Print the records below exactly, leaving out nothing.

◆ Provided data
* * * * * * *

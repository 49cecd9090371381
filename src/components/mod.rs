//! Component version resolution
//!
//! The main application pins the versions of its satellite components in
//! single-line files (`GITALY_SERVER_VERSION` and friends) and an exact gem
//! pin in `Gemfile.lock`. The packaging repos carry their own copies of
//! those pins; this module reads the application's pins at a commit and
//! propagates them.

use std::collections::BTreeMap;

use log::{info, trace, warn};
use rayon::prelude::*;
use semver::Version as SemverVersion;

use crate::api::{ApiCommit, ContentApi, FileAction};
use crate::core::context::RunContext;
use crate::core::error::{ApiError, TrainResult, VersionError};
use crate::project::{self, Project};
use crate::ui::progress::ComponentProgress;

/// Single-line version files read from the application repository, one per
/// pinned component project.
pub fn version_files() -> Vec<&'static str> {
  project::COMPONENTS.iter().filter_map(|p| p.version_file).collect()
}

/// Gem pinned via `Gemfile.lock` rather than a version file.
pub const MAILROOM_GEM: &str = "gitlab-mail_room";
pub const MAILROOM_VERSION_FILE: &str = "MAILROOM_VERSION";

/// File name to pinned version, ordered for stable commit payloads.
pub type VersionMap = BTreeMap<String, String>;

/// Resolves component pins from the application repository and applies
/// them to the packaging repositories.
pub struct ComponentVersions<'a> {
  api: &'a dyn ContentApi,
  ctx: RunContext,
}

impl<'a> ComponentVersions<'a> {
  pub fn new(api: &'a dyn ContentApi, ctx: RunContext) -> Self {
    ComponentVersions { api, ctx }
  }

  /// Component map for the Omnibus package at `commit_id`: the application
  /// version itself plus every version file.
  pub fn omnibus_versions(&self, project: &Project, commit_id: &str) -> TrainResult<VersionMap> {
    let mut versions = VersionMap::new();
    versions.insert("VERSION".to_string(), commit_id.to_string());

    let path = project.path_for(&self.ctx);
    let pointer_files = version_files();
    let progress = ComponentProgress::new(pointer_files.len(), format!("Resolving components of {}", path));

    let files: Vec<(String, String)> = pointer_files
      .par_iter()
      .map(|file| {
        let content = self.api.file_contents(&path, file, commit_id)?;
        progress.inc();
        Ok(((*file).to_string(), chomp(&content)))
      })
      .collect::<Result<_, ApiError>>()?;

    versions.extend(files);

    trace!("Omnibus versions for {} at {}: {:?}", path, commit_id, versions);

    Ok(versions)
  }

  /// Component map for the container images at `commit_id`: the Omnibus map
  /// plus the mailroom gem pin from `Gemfile.lock`.
  pub fn cng_versions(&self, project: &Project, commit_id: &str) -> TrainResult<VersionMap> {
    let mut versions = self.omnibus_versions(project, commit_id)?;

    let path = project.path_for(&self.ctx);
    let lockfile = self.api.file_contents(&path, "Gemfile.lock", commit_id)?;
    versions.insert(
      MAILROOM_VERSION_FILE.to_string(),
      version_from_lockfile(&lockfile, MAILROOM_GEM)?,
    );

    Ok(versions)
  }

  /// Write the component map into the Omnibus repository as one commit so
  /// a partial update can never be observed on the branch.
  pub fn update_omnibus(&self, branch: &str, versions: &VersionMap) -> TrainResult<Option<ApiCommit>> {
    if self.ctx.dry_run {
      info!("[dry-run] would update omnibus components on '{}': {:?}", branch, versions);
      return Ok(None);
    }

    let actions: Vec<FileAction> = versions
      .iter()
      .map(|(file, version)| FileAction::update(format!("/{}", file), format!("{}\n", version)))
      .collect();

    let commit = self.api.create_commit(
      &project::OMNIBUS_GITLAB.path_for(&self.ctx),
      branch,
      "Update component versions",
      &actions,
    )?;

    info!("Updated omnibus components on '{}' in {}", branch, commit.id);

    Ok(Some(commit))
  }

  /// Whether any pin in `versions` differs from what the Omnibus repository
  /// currently carries on `ref`. A file that cannot be read counts as
  /// changed; resolution happens when the update commit is applied.
  pub fn omnibus_version_changes(&self, reference: &str, versions: &VersionMap) -> TrainResult<bool> {
    let path = project::OMNIBUS_GITLAB.path_for(&self.ctx);

    for (file, version) in versions {
      match self.api.file_contents(&path, file, reference) {
        Ok(current) => {
          if chomp(&current) != *version {
            return Ok(true);
          }
        }
        Err(err) => {
          warn!("Could not read {} at {} ({}); treating as changed", file, reference, err);
          return Ok(true);
        }
      }
    }

    Ok(false)
  }

  /// Write the image build variables into the CNG repository as one commit.
  pub fn update_cng(&self, branch: &str, versions: &VersionMap) -> TrainResult<Option<ApiCommit>> {
    let variables = to_cng_variables(versions);

    if self.ctx.dry_run {
      info!("[dry-run] would update image variables on '{}': {:?}", branch, variables);
      return Ok(None);
    }

    let actions: Vec<FileAction> = variables
      .iter()
      .map(|(name, value)| FileAction::update(format!("/variables/{}", name), format!("{}\n", value)))
      .collect();

    let commit = self.api.create_commit(
      &project::CNG_IMAGE.path_for(&self.ctx),
      branch,
      "Update image versions",
      &actions,
    )?;

    info!("Updated image variables on '{}' in {}", branch, commit.id);

    Ok(Some(commit))
  }

  /// Change detection for the CNG repository, over the translated variable
  /// set rather than the raw version files.
  pub fn cng_version_changes(&self, reference: &str, versions: &VersionMap) -> TrainResult<bool> {
    let path = project::CNG_IMAGE.path_for(&self.ctx);

    for (name, value) in to_cng_variables(versions) {
      let file = format!("variables/{}", name);
      match self.api.file_contents(&path, &file, reference) {
        Ok(current) => {
          if chomp(&current) != value {
            return Ok(true);
          }
        }
        Err(err) => {
          warn!("Could not read {} at {} ({}); treating as changed", file, reference, err);
          return Ok(true);
        }
      }
    }

    Ok(false)
  }
}

/// Translate a component map into the variable names the image build
/// expects. Plain semantic versions become `v`-prefixed tag names; SHAs and
/// branch names pass through as-is.
pub fn to_cng_variables(versions: &VersionMap) -> VersionMap {
  let mut variables = VersionMap::new();

  for (file, version) in versions {
    let value = if SemverVersion::parse(version).is_ok() {
      format!("v{}", version)
    } else {
      version.clone()
    };

    match file.as_str() {
      "VERSION" => {
        variables.insert("GITLAB_VERSION".to_string(), value.clone());
        variables.insert("GITLAB_REF_SLUG".to_string(), value.clone());
        variables.insert("GITLAB_ASSETS_TAG".to_string(), value);
      }
      "GITALY_SERVER_VERSION" => {
        variables.insert("GITALY_VERSION".to_string(), value);
      }
      _ => {
        let name = file.trim_end_matches("_VERSION");
        variables.insert(format!("{}_VERSION", name), value);
      }
    }
  }

  variables
}

/// Exact pinned version of `gem` from a `Gemfile.lock` body.
///
/// Pins appear as 4-space-indented `name (x.y.z)` lines in the specs
/// section; the first match wins.
pub fn version_from_lockfile(lockfile: &str, gem: &str) -> Result<String, VersionError> {
  let prefix = format!("    {} (", gem);

  lockfile
    .lines()
    .find_map(|line| {
      line
        .strip_prefix(&prefix)
        .and_then(|rest| rest.strip_suffix(')'))
        .map(str::to_string)
    })
    .ok_or_else(|| VersionError::NotFound { name: gem.to_string() })
}

/// Strip a single trailing newline, CRLF included.
pub fn chomp(content: &str) -> String {
  content
    .strip_suffix("\r\n")
    .or_else(|| content.strip_suffix('\n'))
    .unwrap_or(content)
    .to_string()
}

* * * * * * *

◆ Written solution
repository 49cecd9090371381
filename src/components/mod.rs
//! Component version resolution
//!
//! The main application pins the versions of its satellite components in
//! single-line files (`GITALY_SERVER_VERSION` and friends) and an exact gem
//! pin in `Gemfile.lock`. The packaging repos carry their own copies of
//! those pins; this module reads the application's pins at a commit and
//! propagates them.

use std::collections::BTreeMap;

use log::{info, trace, warn};
use rayon::prelude::*;
use semver::Version as SemverVersion;

use crate::api::{ApiCommit, ContentApi, FileAction};
use crate::core::context::RunContext;
use crate::core::error::{ApiError, TrainResult, VersionError};
use crate::project::{self, Project};
use crate::ui::progress::ComponentProgress;

/// Single-line version files read from the application repository, one per
/// pinned component project.
pub fn version_files() -> Vec<&'static str> {
  project::COMPONENTS.iter().filter_map(|p| p.version_file).collect()
}

/// Gem pinned via `Gemfile.lock` rather than a version file.
pub const MAILROOM_GEM: &str = "gitlab-mail_room";
pub const MAILROOM_VERSION_FILE: &str = "MAILROOM_VERSION";

/// File name to pinned version, ordered for stable commit payloads.
pub type VersionMap = BTreeMap<String, String>;

/// Resolves component pins from the application repository and applies
/// them to the packaging repositories.
pub struct ComponentVersions<'a> {
  api: &'a dyn ContentApi,
  ctx: RunContext,
}

impl<'a> ComponentVersions<'a> {
  pub fn new(api: &'a dyn ContentApi, ctx: RunContext) -> Self {
    ComponentVersions { api, ctx }
  }

  /// Component map for the Omnibus package at `commit_id`: the application
  /// version itself plus every version file.
  pub fn omnibus_versions(&self, project: &Project, commit_id: &str) -> TrainResult<VersionMap> {
    let mut versions = VersionMap::new();
    versions.insert("VERSION".to_string(), commit_id.to_string());

    let path = project.path_for(&self.ctx);
    let pointer_files = version_files();
    let progress = ComponentProgress::new(pointer_files.len(), format!("Resolving components of {}", path));

    let files: Vec<(String, String)> = pointer_files
      .par_iter()
      .map(|file| {
        let content = self.api.file_contents(&path, file, commit_id)?;
        progress.inc();
        Ok(((*file).to_string(), chomp(&content)))
      })
      .collect::<Result<_, ApiError>>()?;

    versions.extend(files);

    trace!("Omnibus versions for {} at {}: {:?}", path, commit_id, versions);

    Ok(versions)
  }

  /// Component map for the container images at `commit_id`: the Omnibus map
  /// plus the mailroom gem pin from `Gemfile.lock`.
  pub fn cng_versions(&self, project: &Project, commit_id: &str) -> TrainResult<VersionMap> {
    let mut versions = self.omnibus_versions(project, commit_id)?;

    let path = project.path_for(&self.ctx);
    let lockfile = self.api.file_contents(&path, "Gemfile.lock", commit_id)?;
    versions.insert(
      MAILROOM_VERSION_FILE.to_string(),
      version_from_lockfile(&lockfile, MAILROOM_GEM)?,
    );

    Ok(versions)
  }

  /// Write the component map into the Omnibus repository as one commit so
  /// a partial update can never be observed on the branch.
  pub fn update_omnibus(&self, branch: &str, versions: &VersionMap) -> TrainResult<Option<ApiCommit>> {
    if self.ctx.dry_run {
      info!("[dry-run] would update omnibus components on '{}': {:?}", branch, versions);
      return Ok(None);
    }

    let actions: Vec<FileAction> = versions
      .iter()
      .map(|(file, version)| FileAction::update(format!("/{}", file), format!("{}\n", version)))
      .collect();

    let commit = self.api.create_commit(
      &project::OMNIBUS_GITLAB.path_for(&self.ctx),
      branch,
      "Update component versions",
      &actions,
    )?;

    info!("Updated omnibus components on '{}' in {}", branch, commit.id);

    Ok(Some(commit))
  }

  /// Whether any pin in `versions` differs from what the Omnibus repository
  /// currently carries on `ref`. A file that cannot be read counts as
  /// changed; resolution happens when the update commit is applied.
  pub fn omnibus_version_changes(&self, reference: &str, versions: &VersionMap) -> TrainResult<bool> {
    let path = project::OMNIBUS_GITLAB.path_for(&self.ctx);

    for (file, version) in versions {
      match self.api.file_contents(&path, file, reference) {
        Ok(current) => {
          if chomp(&current) != *version {
            return Ok(true);
          }
        }
        Err(err) => {
          warn!("Could not read {} at {} ({}); treating as changed", file, reference, err);
          return Ok(true);
        }
      }
    }

    Ok(false)
  }

  /// Write the image build variables into the CNG repository as one commit.
  pub fn update_cng(&self, branch: &str, versions: &VersionMap) -> TrainResult<Option<ApiCommit>> {
    let variables = to_cng_variables(versions);

    if self.ctx.dry_run {
      info!("[dry-run] would update image variables on '{}': {:?}", branch, variables);
      return Ok(None);
    }

    let actions: Vec<FileAction> = variables
      .iter()
      .map(|(name, value)| FileAction::update(format!("/variables/{}", name), format!("{}\n", value)))
      .collect();

    let commit = self.api.create_commit(
      &project::CNG_IMAGE.path_for(&self.ctx),
      branch,
      "Update image versions",
      &actions,
    )?;

    info!("Updated image variables on '{}' in {}", branch, commit.id);

    Ok(Some(commit))
  }

  /// Change detection for the CNG repository, over the translated variable
  /// set rather than the raw version files.
  pub fn cng_version_changes(&self, reference: &str, versions: &VersionMap) -> TrainResult<bool> {
    let path = project::CNG_IMAGE.path_for(&self.ctx);

    for (name, value) in to_cng_variables(versions) {
      let file = format!("variables/{}", name);
      match self.api.file_contents(&path, &file, reference) {
        Ok(current) => {
          if chomp(&current) != value {
            return Ok(true);
          }
        }
        Err(err) => {
          warn!("Could not read {} at {} ({}); treating as changed", file, reference, err);
          return Ok(true);
        }
      }
    }

    Ok(false)
  }
}

/// Translate a component map into the variable names the image build
/// expects. Plain semantic versions become `v`-prefixed tag names; SHAs and
/// branch names pass through as-is.
pub fn to_cng_variables(versions: &VersionMap) -> VersionMap {
  let mut variables = VersionMap::new();

  for (file, version) in versions {
    let value = if SemverVersion::parse(version).is_ok() {
      format!("v{}", version)
    } else {
      version.clone()
    };

    match file.as_str() {
      "VERSION" => {
        variables.insert("GITLAB_VERSION".to_string(), value.clone());
        variables.insert("GITLAB_REF_SLUG".to_string(), value.clone());
        variables.insert("GITLAB_ASSETS_TAG".to_string(), value);
      }
      "GITALY_SERVER_VERSION" => {
        variables.insert("GITALY_VERSION".to_string(), value);
      }
      _ => {
        let name = file.trim_end_matches("_VERSION");
        variables.insert(format!("{}_VERSION", name), value);
      }
    }
  }

  variables
}

/// Exact pinned version of `gem` from a `Gemfile.lock` body.
///
/// Pins appear as 4-space-indented `name (x.y.z)` lines in the specs
/// section; the first match wins.
pub fn version_from_lockfile(lockfile: &str, gem: &str) -> Result<String, VersionError> {
  let prefix = format!("    {} (", gem);

  lockfile
    .lines()
    .find_map(|line| {
      line
        .strip_prefix(&prefix)
        .and_then(|rest| rest.strip_suffix(')'))
        .map(str::to_string)
    })
    .ok_or_else(|| VersionError::NotFound { name: gem.to_string() })
}

/// Strip a single trailing newline, CRLF included.
pub fn chomp(content: &str) -> String {
  content
    .strip_suffix("\r\n")
    .or_else(|| content.strip_suffix('\n'))
    .unwrap_or(content)
    .to_string()
}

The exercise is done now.